The core idea behind flo_scene is that there are at least three levels of abstraction in large programs and these have different needs, and the last of these ('system') is not well-served by the design of most programming languages:
- Algorithms
- Functions
- Systems
Algorithms are basic code: they have full access to a lot of state, but they generally are bad at re-using a part of themselves in different contexts.
Functions provide a way to solve the issue with algorithms. They allow an individual algorithm to be used in many different contexts, and can provide a structural element to break an algorithm down into simpler parts. They are limited to a single output given multiple inputs, and they tend to get more nested as a piece of software grows. For large enough software, this nesting becomes a problem: 'higher-level' functions can encapsulate a huge portion of the software's functionality and have huge networks on interdependencies.
Subprograms are flo_scene's approach to providing a system-level construct. They take a single input and can generate multiple outputs and have a flat dependency structure instead of a nested one. Dependencies are defined externally rather than internally and can even be changed at run-time.
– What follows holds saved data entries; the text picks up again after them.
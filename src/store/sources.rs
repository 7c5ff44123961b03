//! Source registration, lookup and pause/resume.

use chrono::{DateTime, Utc};
use rusqlite::types::Type;
use rusqlite::{params, OptionalExtension, Row};

use super::{from_millis, opt_from_millis, to_millis, Store, StoreError};
use crate::domain::{Source, SourceFamily, SourceKind};

const SOURCE_COLUMNS: &str = "id, name, kind, url, metadata, active, last_checked, created_at";

/// Fixed id of the source owning operator-submitted URLs
pub const MANUAL_SOURCE_ID: &str = "manual";

fn row_to_source(row: &Row<'_>) -> rusqlite::Result<Source> {
    let metadata: String = row.get(4)?;
    let kind: SourceKind = serde_json::from_str(&metadata)
        .map_err(|e| rusqlite::Error::FromSqlConversionFailure(4, Type::Text, Box::new(e)))?;

    Ok(Source {
        id: row.get(0)?,
        name: row.get(1)?,
        kind,
        url: row.get(3)?,
        active: row.get::<_, i64>(5)? != 0,
        last_checked: opt_from_millis(row.get(6)?),
        created_at: from_millis(row.get(7)?),
    })
}

impl Store {
    /// Register a source (replaces an existing row with the same id)
    pub fn insert_source(&self, source: &Source) -> Result<(), StoreError> {
        let conn = self.conn()?;
        conn.execute(
            "INSERT OR REPLACE INTO sources (id, name, kind, url, metadata, active, last_checked, created_at)
             VALUES (?1, ?2, ?3, ?4, ?5, ?6, ?7, ?8)",
            params![
                source.id,
                source.name,
                source.kind.as_str(),
                source.url,
                serde_json::to_string(&source.kind)?,
                source.active as i64,
                source.last_checked.map(to_millis),
                to_millis(source.created_at),
            ],
        )?;
        Ok(())
    }

    pub fn get_source(&self, id: &str) -> Result<Option<Source>, StoreError> {
        let conn = self.conn()?;
        let source = conn
            .query_row(
                &format!("SELECT {} FROM sources WHERE id = ?1", SOURCE_COLUMNS),
                params![id],
                row_to_source,
            )
            .optional()?;
        Ok(source)
    }

    /// All sources, oldest first
    pub fn list_sources(&self) -> Result<Vec<Source>, StoreError> {
        let conn = self.conn()?;
        let mut stmt = conn.prepare(&format!(
            "SELECT {} FROM sources ORDER BY created_at",
            SOURCE_COLUMNS
        ))?;
        let sources = stmt
            .query_map([], row_to_source)?
            .collect::<Result<Vec<_>, _>>()?;
        Ok(sources)
    }

    /// Active sources pulled by the given family
    pub fn list_active_sources(&self, family: SourceFamily) -> Result<Vec<Source>, StoreError> {
        Ok(self
            .list_sources()?
            .into_iter()
            .filter(|s| s.active && s.kind.family() == Some(family))
            .collect())
    }

    /// Pause or resume a source. Returns false if the id is unknown.
    pub fn set_source_active(&self, id: &str, active: bool) -> Result<bool, StoreError> {
        let conn = self.conn()?;
        let changed = conn.execute(
            "UPDATE sources SET active = ?2 WHERE id = ?1",
            params![id, active as i64],
        )?;
        Ok(changed > 0)
    }

    pub fn touch_source_checked(&self, id: &str, at: DateTime<Utc>) -> Result<(), StoreError> {
        let conn = self.conn()?;
        conn.execute(
            "UPDATE sources SET last_checked = ?2 WHERE id = ?1",
            params![id, to_millis(at)],
        )?;
        Ok(())
    }

    /// Persist new kind metadata (cursor state) for a source
    pub fn update_source_kind(&self, id: &str, kind: &SourceKind) -> Result<(), StoreError> {
        let conn = self.conn()?;
        let changed = conn.execute(
            "UPDATE sources SET kind = ?2, metadata = ?3 WHERE id = ?1",
            params![id, kind.as_str(), serde_json::to_string(kind)?],
        )?;
        if changed == 0 {
            return Err(StoreError::NotFound(format!("source {}", id)));
        }
        Ok(())
    }

    /// The source that owns one-off operator submissions, created on first use
    pub fn ensure_manual_source(&self) -> Result<Source, StoreError> {
        if let Some(source) = self.get_source(MANUAL_SOURCE_ID)? {
            return Ok(source);
        }

        let mut source = Source::new("Manual submissions", SourceKind::Manual, "manual://");
        source.id = MANUAL_SOURCE_ID.to_string();
        self.insert_source(&source)?;
        Ok(source)
    }

    /// (total, active) source counts
    pub fn count_sources(&self) -> Result<(u64, u64), StoreError> {
        let conn = self.conn()?;
        let counts = conn.query_row(
            "SELECT COUNT(*), COALESCE(SUM(active), 0) FROM sources",
            [],
            |row| Ok((row.get::<_, i64>(0)? as u64, row.get::<_, i64>(1)? as u64)),
        )?;
        Ok(counts)
    }
}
This relieves the problem of ever-growing complexity by removing the need for direct dependencies.
Object-oriented languages were supposed to provide a structure to relieve this nesting problem too, but their modern variants gave up messaging for method calls, viewing the type system as more important than the structural one. Method calls are just functions, so these languages typically do not provide the extra level of structure needed to relieve the nesting problem, unlike earlier examples such as Simula and SmallTalk.
The key concept here is Dependency Inversion
. The problem with building large software by nesting
smaller pieces of software ever deeper is that the upper levels incorporate the entire functionality
of the lower levels and hence become enormously complicated, hard to understand and hard to change.
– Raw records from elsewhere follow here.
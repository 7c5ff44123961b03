//! Orchestrator Integration Tests
//!
//! Retry, panic and expiry behavior of the durable queues, and delivery
//! across a store reopen.

use std::sync::atomic::{AtomicUsize, Ordering};
use std::sync::Arc;
use std::time::Duration;

use async_trait::async_trait;
use chrono::Utc;
use serde_json::json;
use tempfile::TempDir;
use tokio_util::sync::CancellationToken;

use storyloom::core::{JobDefaults, JobError, JobHandler, JobStore, Orchestrator, OrchestratorConfig};
use storyloom::domain::{Job, JobState, QueueName};
use storyloom::store::Store;

fn orchestrator(store: Store, retry_limit: u32) -> Arc<Orchestrator> {
    Arc::new(Orchestrator::new(
        JobStore::new(
            store,
            JobDefaults {
                retry_limit,
                retry_delay: Duration::ZERO,
            },
        ),
        OrchestratorConfig {
            poll_interval: Duration::from_millis(10),
            cron_tick: Duration::from_millis(20),
            ..Default::default()
        },
    ))
}

/// Fails the first `failures` attempts, panicking when `panic` is set
struct Flaky {
    attempts: AtomicUsize,
    failures: usize,
    panic: bool,
}

impl Flaky {
    fn new(failures: usize, panic: bool) -> Arc<Self> {
        Arc::new(Self {
            attempts: AtomicUsize::new(0),
            failures,
            panic,
        })
    }
}

#[async_trait]
impl JobHandler for Flaky {
    async fn handle(&self, _job: &Job) -> Result<(), JobError> {
        let attempt = self.attempts.fetch_add(1, Ordering::SeqCst);
        if attempt < self.failures {
            if self.panic {
                panic!("attempt {} exploded", attempt);
            }
            return Err(JobError::transient(format!("attempt {} failed", attempt)));
        }
        Ok(())
    }
}

#[tokio::test]
async fn test_retries_until_limit_then_fails() {
    let orch = orchestrator(Store::open_in_memory().unwrap(), 2);
    let handler = Flaky::new(usize::MAX, false);
    orch.work(QueueName::FetchContent, 1, handler.clone());

    let id = orch
        .send(QueueName::FetchContent, &json!({"rawItemIds": ["x"]}))
        .unwrap();

    for _ in 0..3 {
        assert_eq!(orch.run_once(QueueName::FetchContent).await.unwrap(), 1);
    }
    // Spent: nothing left to claim
    assert_eq!(orch.run_once(QueueName::FetchContent).await.unwrap(), 0);
    assert_eq!(handler.attempts.load(Ordering::SeqCst), 3);

    let job = orch.jobs().get(&id).unwrap().unwrap();
    assert_eq!(job.state, JobState::Failed);
    assert_eq!(job.retry_count, 2);
    assert_eq!(job.output.unwrap()["error"], "attempt 2 failed");
}

#[tokio::test]
async fn test_panicking_handler_is_retried() {
    let orch = orchestrator(Store::open_in_memory().unwrap(), 3);
    let handler = Flaky::new(1, true);
    orch.work(QueueName::AnalyzeLlm, 1, handler.clone());

    let id = orch
        .send(QueueName::AnalyzeLlm, &json!({"storyId": "s"}))
        .unwrap();

    orch.run_once(QueueName::AnalyzeLlm).await.unwrap();
    assert_eq!(orch.jobs().get(&id).unwrap().unwrap().state, JobState::Retry);

    orch.run_once(QueueName::AnalyzeLlm).await.unwrap();
    let job = orch.jobs().get(&id).unwrap().unwrap();
    assert_eq!(job.state, JobState::Completed);
    assert_eq!(job.retry_count, 1);
}

#[tokio::test]
async fn test_expired_active_job_is_reclaimed() {
    let orch = orchestrator(Store::open_in_memory().unwrap(), 1);
    let id = orch
        .send(QueueName::FetchContent, &json!({"rawItemIds": ["x"]}))
        .unwrap();

    // A worker claimed it and died
    let claimed = orch.jobs().fetch(QueueName::FetchContent, 1, Utc::now()).unwrap();
    assert_eq!(claimed.len(), 1);

    let later = Utc::now() + chrono::Duration::hours(1);
    orch.maintain(later).unwrap();
    let job = orch.jobs().get(&id).unwrap().unwrap();
    assert_eq!(job.state, JobState::Retry);
    assert_eq!(job.retry_count, 1);

    // Second expiry exhausts the limit
    orch.jobs().fetch(QueueName::FetchContent, 1, later).unwrap();
    orch.maintain(later + chrono::Duration::hours(1)).unwrap();
    assert_eq!(orch.jobs().get(&id).unwrap().unwrap().state, JobState::Failed);
}

/// Succeeds after `delay`
struct Slow {
    delay: Duration,
    runs: AtomicUsize,
}

#[async_trait]
impl JobHandler for Slow {
    async fn handle(&self, _job: &Job) -> Result<(), JobError> {
        self.runs.fetch_add(1, Ordering::SeqCst);
        tokio::time::sleep(self.delay).await;
        Ok(())
    }
}

#[tokio::test]
async fn test_running_job_outlives_expire_in() {
    let store = Store::open_in_memory().unwrap();
    let orch = Arc::new(Orchestrator::new(
        JobStore::new(
            store,
            JobDefaults {
                retry_limit: 1,
                retry_delay: Duration::ZERO,
            },
        ),
        OrchestratorConfig {
            expire_in: Duration::from_millis(50),
            ..Default::default()
        },
    ));
    let handler = Arc::new(Slow {
        delay: Duration::from_millis(300),
        runs: AtomicUsize::new(0),
    });
    orch.work(QueueName::FetchYoutubeContent, 1, handler.clone());

    let id = orch
        .send(QueueName::FetchYoutubeContent, &json!({"rawItemIds": ["x"]}))
        .unwrap();

    let worker = {
        let orch = Arc::clone(&orch);
        tokio::spawn(async move { orch.run_once(QueueName::FetchYoutubeContent).await })
    };

    // Well past expire_in while the handler is still sleeping
    tokio::time::sleep(Duration::from_millis(150)).await;
    orch.maintain(Utc::now()).unwrap();
    assert_eq!(orch.jobs().get(&id).unwrap().unwrap().state, JobState::Active);

    assert_eq!(worker.await.unwrap().unwrap(), 1);
    let job = orch.jobs().get(&id).unwrap().unwrap();
    assert_eq!(job.state, JobState::Completed);
    assert_eq!(job.retry_count, 0);
    assert_eq!(handler.runs.load(Ordering::SeqCst), 1);
}

#[tokio::test]
async fn test_jobs_survive_store_reopen() {
    let dir = TempDir::new().unwrap();
    let path = dir.path().join("jobs.db");

    let id = {
        let orch = orchestrator(Store::open(&path).unwrap(), 3);
        orch.send(QueueName::IngestPull, &json!({"source": "rss"}))
            .unwrap()
    };

    let orch = orchestrator(Store::open(&path).unwrap(), 3);
    let handler = Flaky::new(0, false);
    orch.work(QueueName::IngestPull, 1, handler.clone());

    assert_eq!(orch.run_once(QueueName::IngestPull).await.unwrap(), 1);
    assert_eq!(orch.jobs().get(&id).unwrap().unwrap().state, JobState::Completed);
}

#[tokio::test]
async fn test_started_loops_fire_schedules_and_stop() {
    let orch = orchestrator(Store::open_in_memory().unwrap(), 1);
    let handler = Flaky::new(0, false);
    orch.work(QueueName::Heartbeat, 1, handler.clone());

    // Every second, so at least one slot passes during the test
    orch.schedule(QueueName::Heartbeat, "* * * * * *", &json!({"ping": "ok"}), None)
        .unwrap();

    let cancel = CancellationToken::new();
    let handles = orch.start(cancel.clone());

    let deadline = tokio::time::Instant::now() + Duration::from_secs(5);
    while handler.attempts.load(Ordering::SeqCst) == 0 && tokio::time::Instant::now() < deadline {
        tokio::time::sleep(Duration::from_millis(20)).await;
    }
    assert!(handler.attempts.load(Ordering::SeqCst) >= 1);

    cancel.cancel();
    for handle in handles {
        tokio::time::timeout(Duration::from_secs(2), handle)
            .await
            .unwrap()
            .unwrap();
    }
}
Dependency inversion is an often poorly understood and implemented way to break this cycle by
reversing the nesting order (eg, 'the logger has a reference to everything' instead of 'everything
has a reference to the logger'). flo_scene is perhaps a step beyond this by breaking the direct
dependencies between components entirely and defining them externally.
The idea of objects that communicate with messages probably originates with the Simula language, with SmallTalk and Objective-C being other languages that notably adopt this approach.
Erlang is a functional language with a process model concept where processes communicate using mailboxes. An Erlang process is quite similar to a Simula object. flo_scene's model is also quite similar with a key differentiator being the ability to connect sub-programs that have no knowledge of each other.
Microservices are another quite similar concept, though it's far more heavyweight with the processes being entire web services by themselves. A flo_scene subprogram could be an entirely separate service as easily as it could be a co-routine in the same process, but no direct support is provided in the core crate for this.
All of these systems can be seen as different ways to implement the actor model, though most actor frameworks that exist focus on concurrency issues and making messages work like functions to present a familiar programming model (with its familiar nesting dependencies) over providing a structural element.